TASK ::
Hand back each record exactly as you find it.

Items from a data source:

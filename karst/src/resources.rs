//! File-backed script resources.
//!
//! Shipped content is a flat directory of `.ksc` files named by zero-padded
//! resource id, e.g. resource 7 lives at `<data_dir>/0007.ksc`.

use std::path::{Path, PathBuf};

use anyhow::{Context, Result};

#[derive(Debug, Clone)]
pub struct DirResources {
    dir: PathBuf,
}

impl DirResources {
    pub fn new(dir: impl Into<PathBuf>) -> Self {
        Self { dir: dir.into() }
    }

    pub fn path_for(&self, res: u16) -> PathBuf {
        self.dir.join(format!("{res:04}.ksc"))
    }

    /// A missing or unreadable resource is fatal to the run; the scripts
    /// reference each other by id and a broken reference means broken content.
    pub fn read(&self, res: u16) -> Result<Vec<u8>> {
        let path = self.path_for(res);
        std::fs::read(&path).with_context(|| format!("script resource {}", path.display()))
    }

    pub fn dir(&self) -> &Path {
        &self.dir
    }
}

FINISHED EXERCISE ::
filename karst/src/resources.rs
//! File-backed script resources.
//!
//! Shipped content is a flat directory of `.ksc` files named by zero-padded
//! resource id, e.g. resource 7 lives at `<data_dir>/0007.ksc`.

use std::path::{Path, PathBuf};

use anyhow::{Context, Result};

#[derive(Debug, Clone)]
pub struct DirResources {
    dir: PathBuf,
}

impl DirResources {
    pub fn new(dir: impl Into<PathBuf>) -> Self {
        Self { dir: dir.into() }
    }

    pub fn path_for(&self, res: u16) -> PathBuf {
        self.dir.join(format!("{res:04}.ksc"))
    }

    /// A missing or unreadable resource is fatal to the run; the scripts
    /// reference each other by id and a broken reference means broken content.
    pub fn read(&self, res: u16) -> Result<Vec<u8>> {
        let path = self.path_for(res);
        std::fs::read(&path).with_context(|| format!("script resource {}", path.display()))
    }

    pub fn dir(&self) -> &Path {
        &self.dir
    }
}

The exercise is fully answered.